Untuk menghadirkan sosok Wiji Thukul, Anggi menggabungkan gagasan Wiji dari orang-orang terdekat Wiji, termasuk anak-anaknya. Dia mengamati keseharian dua anak Wiji, Fajar yang dia kenal tengil dan Wani yang dia kenal sangat cerdas dan sangat percaya pada kata-kata.

Namun, dia memberi keleluasaan pada aktornya untuk menafsir dan mendiskusikan ulang gagasan diri dan cerita jiwa Wiji.

"Gunawan Maryanto itu seorang penyair juga, jadi dia paham anatomi kata-kata itu, dia paham anatomi puisi, dia paham bagaimana kata-kata itu muncul sebagai sebuah ekstrak dari keseharian, maka saya pilih dia, di samping karena wajahnya hampir mirip," kata Anggi

"Tapi yang lebih penting adalah bahwa dia sebenarnya mampu juga membantu saya untuk mengenali semesta kata-kata dan semesta puisi, bagaimana puisi itu muncul dan hidup," lanjut dia.

Sementara itu, sosok istri Wiji Thukul diperankan oleh Marrisa Anita.

"Marissa Anita itu juga aktor panggung, meskipun lebih terkenal sebagai news anchor, tapi saya kira Marissa Anita itu mampu menghadirkan Sipon dalam diam," ujar Anggi.

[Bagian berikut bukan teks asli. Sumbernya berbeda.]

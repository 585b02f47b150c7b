use std::collections::{BTreeSet, HashMap};

use super::*;
use crate::table::Cell;
use tempfile::tempdir;

fn names(list: &[&str]) -> Vec<String> {
    list.iter().map(|s| s.to_string()).collect()
}

#[test]
fn shared_group_shares_a_stage() {
    let files = names(&["a-1.jpg", "a-2.jpg", "b-1.jpg"]);
    let groups = ["a", "a", "b"];
    let splitter = StratifiedGroupKFold::new(10).unwrap();
    let rows = assign_stages(&files, &groups, &[1, 1, 0], &splitter).unwrap();
    assert_eq!(rows.len(), 3);
    assert_eq!(rows[0].stage, rows[1].stage);
    assert_eq!(rows[0].file_name, "a-1.jpg");
}

#[test]
fn assignment_invariants_hold_on_larger_input() {
    let files: Vec<String> = (0..200).map(|i| format!("g{:02}-{i:03}.jpg", i % 37)).collect();
    let groups: Vec<&str> = files.iter().map(|f| f.split('-').next().unwrap()).collect();
    let labels: Vec<i64> = (0..200).map(|i| i64::from(i % 5 == 0)).collect();
    let splitter = StratifiedGroupKFold::new(10).unwrap();

    let rows = assign_stages(&files, &groups, &labels, &splitter).unwrap();
    let again = assign_stages(&files, &groups, &labels, &splitter).unwrap();
    assert_eq!(rows, again);

    assert_eq!(rows.len(), files.len());
    let unique: BTreeSet<&str> = rows.iter().map(|r| r.file_name.as_str()).collect();
    assert_eq!(unique.len(), files.len());

    let mut stage_of_group: HashMap<&str, Stage> = HashMap::new();
    for (row, group) in rows.iter().zip(&groups) {
        let stage = *stage_of_group.entry(*group).or_insert(row.stage);
        assert_eq!(stage, row.stage, "group {group} split across stages");
    }

    let counts = stage_counts(&rows);
    assert_eq!(counts.values().sum::<usize>(), 200);
    assert!(counts[&Stage::Train] > counts[&Stage::Test]);
}

#[test]
fn assign_rejects_mismatched_file_list() {
    let splitter = StratifiedGroupKFold::new(2).unwrap();
    let err = assign_stages(&names(&["a-1.jpg"]), &["a"], &[1, 0], &splitter).unwrap_err();
    assert!(matches!(err, SplitError::LengthMismatch { .. }));
}

#[test]
fn csv_has_exact_header_and_vocabulary() {
    let dir = tempdir().unwrap();
    let path = dir.path().join(SPLIT_CSV_NAME);
    let rows = vec![
        SplitRow {
            file_name: "a-1.jpg".to_string(),
            stage: Stage::Test,
        },
        SplitRow {
            file_name: "b-1.jpg".to_string(),
            stage: Stage::Valid,
        },
        SplitRow {
            file_name: "c-1.jpg".to_string(),
            stage: Stage::Train,
        },
    ];
    write_split_csv(&path, &rows).unwrap();
    let text = fs::read_to_string(&path).unwrap();
    assert_eq!(
        text,
        "File_Name,Stage\na-1.jpg,test\nb-1.jpg,valid\nc-1.jpg,train\n"
    );
    assert_eq!(read_split_csv(&path).unwrap(), rows);
}

#[test]
fn csv_header_is_written_without_rows() {
    let dir = tempdir().unwrap();
    let path = dir.path().join(SPLIT_CSV_NAME);
    write_split_csv(&path, &[]).unwrap();
    assert_eq!(fs::read_to_string(&path).unwrap(), "File_Name,Stage\n");
    assert!(read_split_csv(&path).unwrap().is_empty());
}

#[test]
fn labels_are_looked_up_by_file_name() {
    let mut eda = Table::new(["File_Name", "Split", "bicycle"]);
    eda.add_row(vec!["b-1.jpg".into(), "None".into(), Cell::Int(0)]).unwrap();
    eda.add_row(vec!["a-1.jpg".into(), "None".into(), Cell::Int(1)]).unwrap();

    let labels = labels_for(&eda, "bicycle", &names(&["a-1.jpg", "b-1.jpg"])).unwrap();
    assert_eq!(labels, vec![1, 0]);

    let err = labels_for(&eda, "bicycle", &names(&["z-1.jpg"])).unwrap_err();
    assert!(matches!(err, SplitStepError::MissingRow { .. }));
    let err = labels_for(&eda, "Split", &names(&["a-1.jpg"])).unwrap_err();
    assert!(matches!(err, SplitStepError::InvalidLabel { .. }));
}

fn seed_raw_artifact(store: &ArtifactStore, src: &Path, files: &[(&str, i64)]) {
    let images = src.join(IMAGES_DIR);
    fs::create_dir_all(&images).unwrap();
    let mut eda = Table::new(["File_Name", "Split", "bicycle"]);
    for (name, label) in files {
        fs::write(images.join(name), name.as_bytes()).unwrap();
        eda.add_row(vec![(*name).into(), "None".into(), Cell::Int(*label)])
            .unwrap();
    }
    let mut artifact = Artifact::new("bdd_simple_1k", "raw_data").unwrap();
    artifact.add_dir(&images, Some(IMAGES_DIR)).unwrap();
    artifact.add_table(eda, EDA_TABLE_NAME).unwrap();
    store.log(artifact).unwrap();
}

#[test]
fn split_step_writes_csv_and_joined_artifact() {
    let dir = tempdir().unwrap();
    let store = ArtifactStore::open(&dir.path().join("store"), None, "seg-test").unwrap();
    let files = [
        ("a-1.jpg", 1),
        ("a-2.jpg", 1),
        ("b-1.jpg", 0),
        ("c-1.jpg", 0),
        ("d-1.jpg", 1),
        ("e-1.jpg", 0),
    ];
    seed_raw_artifact(&store, &dir.path().join("src"), &files);

    let params = Params {
        n_splits: 3,
        ..Params::default()
    };
    let options = SplitOptions {
        output_dir: dir.path().join("output"),
        artifact: None,
    };
    let summary = split_dataset(&params, &store, &options).unwrap();
    assert_eq!(summary.rows, 6);
    assert_eq!(summary.source_artifact, "bdd_simple_1k:v0");
    assert_eq!(summary.artifact, "bdd_simple_1k_split:v0");
    assert_eq!(
        summary.csv_path,
        dir.path().join("output/02_split/data_split.csv")
    );

    let rows = read_split_csv(&summary.csv_path).unwrap();
    let stage_of: HashMap<&str, Stage> =
        rows.iter().map(|r| (r.file_name.as_str(), r.stage)).collect();
    assert_eq!(stage_of["a-1.jpg"], stage_of["a-2.jpg"]);

    let logged = store.resolve("bdd_simple_1k_split:latest").unwrap();
    let entries = &logged.manifest().entries;
    assert!(entries.contains_key(SPLIT_CSV_NAME));
    assert!(entries.contains_key("images/a-1.jpg"));
    assert!(entries.contains_key("eda_table.table.json"));
    let joined = logged.get_table(JOINED_TABLE_NAME).unwrap();
    assert_eq!(joined.columns(), ["File_Name", "Split", "bicycle", "Stage"]);
    assert_eq!(joined.len(), 6);
}

#[test]
fn split_step_is_idempotent_across_runs() {
    let dir = tempdir().unwrap();
    let store = ArtifactStore::open(dir.path(), Some("team"), "seg-test").unwrap();
    let files: Vec<(String, i64)> = (0..30)
        .map(|i| (format!("g{}-{i}.jpg", i % 11), i64::from(i % 4 == 0)))
        .collect();
    let borrowed: Vec<(&str, i64)> = files.iter().map(|(n, l)| (n.as_str(), *l)).collect();
    seed_raw_artifact(&store, &dir.path().join("src"), &borrowed);

    let params = Params::default();
    let first = split_dataset(
        &params,
        &store,
        &SplitOptions {
            output_dir: dir.path().join("out1"),
            artifact: Some("bdd_simple_1k:v0".to_string()),
        },
    )
    .unwrap();
    let second = split_dataset(
        &params,
        &store,
        &SplitOptions {
            output_dir: dir.path().join("out2"),
            artifact: None,
        },
    )
    .unwrap();
    assert_eq!(
        fs::read(&first.csv_path).unwrap(),
        fs::read(&second.csv_path).unwrap()
    );
    assert_eq!(first.artifact, second.artifact);
    assert_ne!(first.run_id, second.run_id);
}

#[test]
fn split_step_fails_without_source_artifact() {
    let dir = tempdir().unwrap();
    let store = ArtifactStore::open(dir.path(), None, "seg-test").unwrap();
    let err = split_dataset(
        &Params::default(),
        &store,
        &SplitOptions {
            output_dir: dir.path().join("out"),
            artifact: None,
        },
    )
    .unwrap_err();
    assert!(matches!(
        err,
        SplitStepError::Artifact(ArtifactError::NotFound(_))
    ));
}

#[test]
fn split_step_rejects_artifact_without_images() {
    let dir = tempdir().unwrap();
    let store = ArtifactStore::open(dir.path(), None, "seg-test").unwrap();
    let images = dir.path().join("src").join(IMAGES_DIR);
    fs::create_dir_all(&images).unwrap();
    fs::write(images.join("README.txt"), b"no images here").unwrap();
    let mut artifact = Artifact::new("bdd_simple_1k", "raw_data").unwrap();
    artifact.add_dir(&images, Some(IMAGES_DIR)).unwrap();
    artifact
        .add_table(Table::new(["File_Name", "Split", "bicycle"]), EDA_TABLE_NAME)
        .unwrap();
    store.log(artifact).unwrap();

    let output_dir = dir.path().join("out");
    let err = split_dataset(
        &Params::default(),
        &store,
        &SplitOptions {
            output_dir: output_dir.clone(),
            artifact: None,
        },
    )
    .unwrap_err();
    assert!(matches!(err, SplitStepError::NoImages(_)));
    assert!(!output_dir.join("02_split").join(SPLIT_CSV_NAME).exists());
}
//! Assign train/valid/test stages to the ingested dataset and log the `split_data` artifact.

use std::path::PathBuf;

use segprep::artifacts::ArtifactStore;
use segprep::dataset::split::{self, SplitOptions};
use segprep::params::Params;
use segprep::{app_dirs, logging};

#[derive(Debug, Default)]
struct Options {
    config: Option<PathBuf>,
    split: SplitOptions,
    folds: Option<usize>,
}

fn main() {
    if let Err(err) = run() {
        eprintln!("{err}");
        std::process::exit(1);
    }
}

fn run() -> Result<(), String> {
    let Some(options) = parse_args(std::env::args().skip(1).collect())? else {
        return Ok(());
    };
    if let Err(err) = logging::init() {
        eprintln!("Logging disabled: {err}");
    }
    let mut params =
        Params::load_or_default(options.config.as_deref()).map_err(|err| err.to_string())?;
    if let Some(folds) = options.folds {
        params.n_splits = folds;
        params.validate().map_err(|err| err.to_string())?;
    }

    let base = match &params.store_dir {
        Some(dir) => dir.clone(),
        None => app_dirs::artifacts_dir().map_err(|err| err.to_string())?,
    };
    let store = ArtifactStore::open(&base, params.entity.as_deref(), &params.project)
        .map_err(|err| err.to_string())?;
    let summary =
        split::split_dataset(&params, &store, &options.split).map_err(|err| err.to_string())?;

    println!(
        "Split {} files from {} into {}",
        summary.rows,
        summary.source_artifact,
        summary.csv_path.display()
    );
    for (stage, count) in &summary.stage_counts {
        println!("  {stage}: {count}");
    }
    println!("Logged {} (run {})", summary.artifact, summary.run_id);
    Ok(())
}

fn parse_args(args: Vec<String>) -> Result<Option<Options>, String> {
    let mut options = Options::default();

    let mut idx = 0usize;
    while idx < args.len() {
        match args[idx].as_str() {
            "-h" | "--help" => {
                println!("{}", help_text());
                return Ok(None);
            }
            "--config" => {
                idx += 1;
                let value = args.get(idx).ok_or_else(|| "--config requires a value".to_string())?;
                options.config = Some(PathBuf::from(value));
            }
            "--out" => {
                idx += 1;
                let value = args.get(idx).ok_or_else(|| "--out requires a value".to_string())?;
                options.split.output_dir = PathBuf::from(value);
            }
            "--artifact" => {
                idx += 1;
                let value = args
                    .get(idx)
                    .ok_or_else(|| "--artifact requires a value".to_string())?;
                options.split.artifact = Some(value.to_string());
            }
            "--folds" => {
                idx += 1;
                let value = args.get(idx).ok_or_else(|| "--folds requires a value".to_string())?;
                options.folds = Some(
                    value
                        .parse::<usize>()
                        .map_err(|_| format!("Invalid --folds value: {value}"))?,
                );
            }
            unknown => {
                return Err(format!("Unknown argument: {unknown}\n\n{}", help_text()));
            }
        }
        idx += 1;
    }

    if options.split.output_dir.as_os_str().is_empty() {
        return Err("--out requires a non-empty path".to_string());
    }

    Ok(Some(options))
}

fn help_text() -> String {
    [
        "segprep-split",
        "",
        "Assigns train/valid/test stages with a grouped stratified k-fold and logs a split_data artifact.",
        "",
        "Usage:",
        "  segprep-split [--config <path>] [--out <dir>] [--artifact <ref>] [--folds <k>]",
        "",
        "Options:",
        "  --config <path>    TOML parameters file (defaults built in).",
        "  --out <dir>        Output directory (default: output).",
        "  --artifact <ref>   Source artifact, e.g. bdd_simple_1k:v3 (default: <raw_data_artifact>:latest).",
        "  --folds <k>        Number of folds; fold 0 is test, fold 1 valid (default: 10).",
    ]
    .join("\n")
}
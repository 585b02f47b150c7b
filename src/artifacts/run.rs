use std::path::PathBuf;

use serde::{Deserialize, Serialize};
use time::OffsetDateTime;
use time::format_description::well_known::Rfc3339;
use uuid::Uuid;

use super::{Artifact, ArtifactError, ArtifactStore, LoggedArtifact, fs_ops};

/// Persisted record of one pipeline step execution.
#[derive(Debug, Clone, Serialize, Deserialize)]
pub struct RunRecord {
    pub id: String,
    pub entity: String,
    pub project: String,
    pub job_type: String,
    pub started_at: String,
    #[serde(default)]
    pub finished_at: Option<String>,
    /// Qualified names (`name:vN`) of artifacts consumed.
    #[serde(default)]
    pub used: Vec<String>,
    /// Qualified names (`name:vN`) of artifacts produced.
    #[serde(default)]
    pub logged: Vec<String>,
}

/// A live run; every use/log is appended to its record on disk.
#[derive(Debug)]
pub struct Run {
    store: ArtifactStore,
    record: RunRecord,
    path: PathBuf,
}

impl Run {
    pub fn init(store: &ArtifactStore, job_type: &str) -> Result<Self, ArtifactError> {
        let id = Uuid::new_v4().simple().to_string();
        let record = RunRecord {
            id: id.clone(),
            entity: store.entity().to_string(),
            project: store.project().to_string(),
            job_type: job_type.to_string(),
            started_at: OffsetDateTime::now_utc().format(&Rfc3339)?,
            finished_at: None,
            used: Vec::new(),
            logged: Vec::new(),
        };
        let path = store.runs_dir().join(format!("{id}.json"));
        fs_ops::write_json_atomic(&path, &record)?;
        tracing::info!(run = %id, job_type, project = store.project(), "run started");
        Ok(Self {
            store: store.clone(),
            record,
            path,
        })
    }

    pub fn id(&self) -> &str {
        &self.record.id
    }

    /// Resolve an artifact reference and record it as an input of this run.
    pub fn use_artifact(&mut self, reference: &str) -> Result<LoggedArtifact, ArtifactError> {
        let artifact = self.store.resolve(reference)?;
        self.record.used.push(artifact.qualified_name());
        self.save()?;
        tracing::info!(run = %self.record.id, artifact = %artifact.qualified_name(), "using artifact");
        Ok(artifact)
    }

    /// Log an artifact produced by this run.
    pub fn log_artifact(&mut self, artifact: Artifact) -> Result<LoggedArtifact, ArtifactError> {
        let logged = self.store.log_from(artifact, Some(&self.record.id))?;
        self.record.logged.push(logged.qualified_name());
        self.save()?;
        Ok(logged)
    }

    /// Stamp the finish time and return the final record.
    pub fn finish(mut self) -> Result<RunRecord, ArtifactError> {
        self.record.finished_at = Some(OffsetDateTime::now_utc().format(&Rfc3339)?);
        self.save()?;
        tracing::info!(run = %self.record.id, "run finished");
        Ok(self.record)
    }

    fn save(&self) -> Result<(), ArtifactError> {
        fs_ops::write_json_atomic(&self.path, &self.record)
    }
}
use std::fs;
use std::path::Path;

use image::{GrayImage, Luma};

/// Write `images/`, `labels/` and `LICENSE.txt` under `root`.
///
/// Each sample is `(stem, class ids present in its mask)`.
pub fn write_dataset(root: &Path, samples: &[(String, Vec<u8>)]) {
    fs::create_dir_all(root.join("images")).expect("images dir");
    fs::create_dir_all(root.join("labels")).expect("labels dir");
    fs::write(root.join("LICENSE.txt"), b"CC BY-NC-SA 4.0").expect("license");
    for (stem, ids) in samples {
        fs::write(root.join("images").join(format!("{stem}.jpg")), stem.as_bytes())
            .expect("image");
        let mut mask = GrayImage::new(4, 4);
        for (i, id) in ids.iter().enumerate() {
            mask.put_pixel((i % 4) as u32, (i / 4) as u32, Luma([*id]));
        }
        mask.save(root.join("labels").join(format!("{stem}_mask.png")))
            .expect("mask");
    }
}

/// Samples spread over `groups` sequences; every third carries a bicycle.
pub fn synthetic_samples(count: usize, groups: usize) -> Vec<(String, Vec<u8>)> {
    (0..count)
        .map(|i| {
            let stem = format!("seq{:02}-{i:04}", i % groups);
            let ids = if i % 3 == 0 { vec![0, 1, 6] } else { vec![0, 1] };
            (stem, ids)
        })
        .collect()
}
//! Fetch the raw dataset archive into a local cache and locate its layout.

use std::fs::{self, File};
use std::path::{Path, PathBuf};

use tempfile::{Builder, NamedTempFile};
use thiserror::Error;
use url::Url;

use crate::http_client;

use super::{IMAGES_DIR, LABELS_DIR, LICENSE_FILE_NAME};

const MAX_ARCHIVE_BYTES: u64 = 4 * 1024 * 1024 * 1024;
const MAX_ZIP_ENTRIES: usize = 200_000;
const MAX_ZIP_ENTRY_UNCOMPRESSED_BYTES: u64 = 512 * 1024 * 1024;
const MAX_ZIP_TOTAL_UNCOMPRESSED_BYTES: u64 = 16 * 1024 * 1024 * 1024;
const MAX_ZIP_COMPRESSION_RATIO: u64 = 200;

#[derive(Debug, Error)]
pub enum SourceError {
    #[error("io error: {0}")]
    Io(#[from] std::io::Error),
    #[error("Invalid dataset URL {url}: {reason}")]
    InvalidUrl { url: String, reason: String },
    #[error("Download failed: {0}")]
    Http(String),
    #[error("Zip error: {0}")]
    Zip(String),
    #[error("Unsafe archive: {0}")]
    Archive(String),
    #[error("Dataset at {root} is missing {missing}")]
    Layout { root: PathBuf, missing: String },
}

/// Where and how to fetch the archive.
#[derive(Debug, Clone)]
pub struct FetchOptions {
    pub url: String,
    /// Directory holding downloaded archives and their extracted trees.
    pub cache_dir: PathBuf,
    /// Re-download and re-extract even if a cached copy exists.
    pub force: bool,
}

#[derive(Clone, Copy)]
struct ZipExtractionLimits {
    max_entries: usize,
    max_entry_uncompressed_bytes: u64,
    max_total_uncompressed_bytes: u64,
    max_compression_ratio: u64,
}

impl ZipExtractionLimits {
    fn standard() -> Self {
        Self {
            max_entries: MAX_ZIP_ENTRIES,
            max_entry_uncompressed_bytes: MAX_ZIP_ENTRY_UNCOMPRESSED_BYTES,
            max_total_uncompressed_bytes: MAX_ZIP_TOTAL_UNCOMPRESSED_BYTES,
            max_compression_ratio: MAX_ZIP_COMPRESSION_RATIO,
        }
    }
}

/// Directory layout of an extracted dataset.
#[derive(Debug, Clone, PartialEq, Eq)]
pub struct DatasetLayout {
    pub root: PathBuf,
    pub images_dir: PathBuf,
    pub labels_dir: PathBuf,
    pub license_path: PathBuf,
}

impl DatasetLayout {
    /// Treat `root` as the dataset root and check the required entries.
    pub fn open(root: &Path) -> Result<Self, SourceError> {
        let layout = Self {
            root: root.to_path_buf(),
            images_dir: root.join(IMAGES_DIR),
            labels_dir: root.join(LABELS_DIR),
            license_path: root.join(LICENSE_FILE_NAME),
        };
        for (path, missing) in [
            (&layout.images_dir, IMAGES_DIR),
            (&layout.labels_dir, LABELS_DIR),
        ] {
            if !path.is_dir() {
                return Err(SourceError::Layout {
                    root: root.to_path_buf(),
                    missing: format!("{missing}/"),
                });
            }
        }
        if !layout.license_path.is_file() {
            return Err(SourceError::Layout {
                root: root.to_path_buf(),
                missing: LICENSE_FILE_NAME.to_string(),
            });
        }
        Ok(layout)
    }

    /// Find the dataset root at `dir` or in its single wrapping subdirectory.
    pub fn locate(dir: &Path) -> Result<Self, SourceError> {
        if dir.join(IMAGES_DIR).is_dir() {
            return Self::open(dir);
        }
        let mut candidates = Vec::new();
        for entry in fs::read_dir(dir)? {
            let entry = entry?;
            if entry.file_type()?.is_dir() && entry.path().join(IMAGES_DIR).is_dir() {
                candidates.push(entry.path());
            }
        }
        match candidates.as_slice() {
            [single] => Self::open(single),
            _ => Err(SourceError::Layout {
                root: dir.to_path_buf(),
                missing: format!("{IMAGES_DIR}/"),
            }),
        }
    }
}

/// Download (if needed) and extract the archive, returning its layout.
pub fn fetch_dataset(options: &FetchOptions) -> Result<DatasetLayout, SourceError> {
    let url = validate_dataset_url(&options.url)?;
    let stem = archive_stem(&url);
    fs::create_dir_all(&options.cache_dir)?;
    let extract_dir = options.cache_dir.join(&stem);
    let archive_path = options.cache_dir.join(format!("{stem}.zip"));

    if extract_dir.is_dir() && !options.force {
        tracing::info!(path = %extract_dir.display(), "using cached dataset");
        return DatasetLayout::locate(&extract_dir);
    }

    if !archive_path.is_file() || options.force {
        tracing::info!(url = %url, "downloading dataset");
        let bytes = download_to_file(url.as_str(), &archive_path)?;
        tracing::info!(bytes, path = %archive_path.display(), "download complete");
    }

    let staging = Builder::new()
        .prefix(".extract-")
        .tempdir_in(&options.cache_dir)?;
    unzip_to_dir(&archive_path, staging.path())?;
    if extract_dir.exists() {
        fs::remove_dir_all(&extract_dir)?;
    }
    let staged = staging.keep();
    fs::rename(&staged, &extract_dir)?;
    tracing::info!(path = %extract_dir.display(), "dataset extracted");
    DatasetLayout::locate(&extract_dir)
}

fn validate_dataset_url(url: &str) -> Result<Url, SourceError> {
    let parsed = Url::parse(url).map_err(|err| SourceError::InvalidUrl {
        url: url.to_string(),
        reason: err.to_string(),
    })?;
    match parsed.scheme() {
        "http" | "https" => {}
        other => {
            return Err(SourceError::InvalidUrl {
                url: url.to_string(),
                reason: format!("unsupported scheme {other}"),
            });
        }
    }
    if parsed.host_str().is_none() {
        return Err(SourceError::InvalidUrl {
            url: url.to_string(),
            reason: "missing host".to_string(),
        });
    }
    Ok(parsed)
}

/// Cache directory name derived from the last path segment of the URL.
fn archive_stem(url: &Url) -> String {
    let name = url
        .path_segments()
        .and_then(|mut segments| segments.next_back())
        .filter(|segment| !segment.is_empty())
        .unwrap_or("dataset");
    let stem = name.strip_suffix(".zip").unwrap_or(name);
    stem.chars()
        .map(|c| if c.is_ascii_alphanumeric() || c == '-' || c == '_' || c == '.' { c } else { '_' })
        .collect()
}

/// Stream the archive into a temp file beside `dest`, then move it into place.
fn download_to_file(url: &str, dest: &Path) -> Result<u64, SourceError> {
    let response = http_client::agent()
        .get(url)
        .call()
        .map_err(|err| SourceError::Http(err.to_string()))?;
    let dir = dest.parent().unwrap_or_else(|| Path::new("."));
    let mut tmp = NamedTempFile::new_in(dir)?;
    let bytes = http_client::copy_response_to_writer(response, tmp.as_file_mut(), MAX_ARCHIVE_BYTES)?;
    tmp.as_file().sync_all()?;
    tmp.persist(dest).map_err(|err| SourceError::Io(err.error))?;
    Ok(bytes)
}

fn unzip_to_dir(zip_path: &Path, dest_dir: &Path) -> Result<(), SourceError> {
    unzip_to_dir_with_limits(zip_path, dest_dir, ZipExtractionLimits::standard())
}

#[cfg(unix)]
fn safe_unix_file_mode(archive_mode: u32) -> u32 {
    if archive_mode & 0o111 != 0 { 0o755 } else { 0o644 }
}

fn unzip_to_dir_with_limits(
    zip_path: &Path,
    dest_dir: &Path,
    limits: ZipExtractionLimits,
) -> Result<(), SourceError> {
    let file = File::open(zip_path)?;
    let mut archive =
        zip::ZipArchive::new(file).map_err(|err| SourceError::Zip(err.to_string()))?;
    let entry_count = archive.len();
    if entry_count > limits.max_entries {
        return Err(SourceError::Archive(format!(
            "{entry_count} entries, limit is {}",
            limits.max_entries
        )));
    }
    let mut total_uncompressed: u64 = 0;
    for i in 0..entry_count {
        let mut entry = archive
            .by_index(i)
            .map_err(|err| SourceError::Zip(err.to_string()))?;
        let uncompressed_size = entry.size();
        if uncompressed_size > limits.max_entry_uncompressed_bytes {
            return Err(SourceError::Archive(format!(
                "entry '{}' is too large ({} bytes, limit {})",
                entry.name(),
                uncompressed_size,
                limits.max_entry_uncompressed_bytes
            )));
        }
        if uncompressed_size > 0 {
            let compressed_size = entry.compressed_size();
            if compressed_size == 0
                || uncompressed_size > compressed_size.saturating_mul(limits.max_compression_ratio)
            {
                return Err(SourceError::Archive(format!(
                    "entry '{}' exceeds compression ratio limit",
                    entry.name()
                )));
            }
        }
        total_uncompressed = total_uncompressed
            .checked_add(uncompressed_size)
            .ok_or_else(|| SourceError::Archive("size overflow".into()))?;
        if total_uncompressed > limits.max_total_uncompressed_bytes {
            return Err(SourceError::Archive(format!(
                "extracted size {} exceeds limit {}",
                total_uncompressed, limits.max_total_uncompressed_bytes
            )));
        }
        let Some(relative) = entry.enclosed_name() else {
            tracing::warn!(entry = entry.name(), "skipping archive entry outside destination");
            continue;
        };
        let outpath = dest_dir.join(relative);
        if entry.is_dir() {
            fs::create_dir_all(&outpath)?;
            continue;
        }
        if let Some(parent) = outpath.parent() {
            fs::create_dir_all(parent)?;
        }
        let mut outfile = File::create(&outpath)?;
        std::io::copy(&mut entry, &mut outfile)?;
        #[cfg(unix)]
        {
            use std::os::unix::fs::PermissionsExt;
            if let Some(mode) = entry.unix_mode() {
                fs::set_permissions(&outpath, fs::Permissions::from_mode(safe_unix_file_mode(mode)))?;
            }
        }
    }
    Ok(())
}
use std::{
    path::PathBuf,
    sync::{Mutex, OnceLock},
};

use segprep::app_dirs::HOME_ENV;

static ENV_LOCK: OnceLock<Mutex<()>> = OnceLock::new();

pub struct SegprepEnvGuard {
    previous: Option<String>,
    _lock: std::sync::MutexGuard<'static, ()>,
}

impl SegprepEnvGuard {
    pub fn set_home(path: PathBuf) -> Self {
        let lock = ENV_LOCK
            .get_or_init(|| Mutex::new(()))
            .lock()
            .unwrap_or_else(|err| err.into_inner());
        let previous = std::env::var(HOME_ENV).ok();
        // SAFETY: tests run under a global lock to prevent concurrent env mutations.
        unsafe {
            std::env::set_var(HOME_ENV, path);
        }
        Self {
            previous,
            _lock: lock,
        }
    }
}

impl Drop for SegprepEnvGuard {
    fn drop(&mut self) {
        if let Some(value) = self.previous.take() {
            // SAFETY: tests run under a global lock to prevent concurrent env mutations.
            unsafe {
                std::env::set_var(HOME_ENV, value);
            }
        } else {
            // SAFETY: tests run under a global lock to prevent concurrent env mutations.
            unsafe {
                std::env::remove_var(HOME_ENV);
            }
        }
    }
}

"Marissa Anita di film ini dialognya sedikit banget, tapi berbahasa Jawa semua dan saya membutuhkan orang yang mampu mengartikulasikan bahasa Jawa dengan sempurna, dan Marissa sangat mampu melakukannya," tambah dia.

Film "Istirahatlah Kata-kata" akan diputar serentak di delapan kota mulai 19 Januari 2017.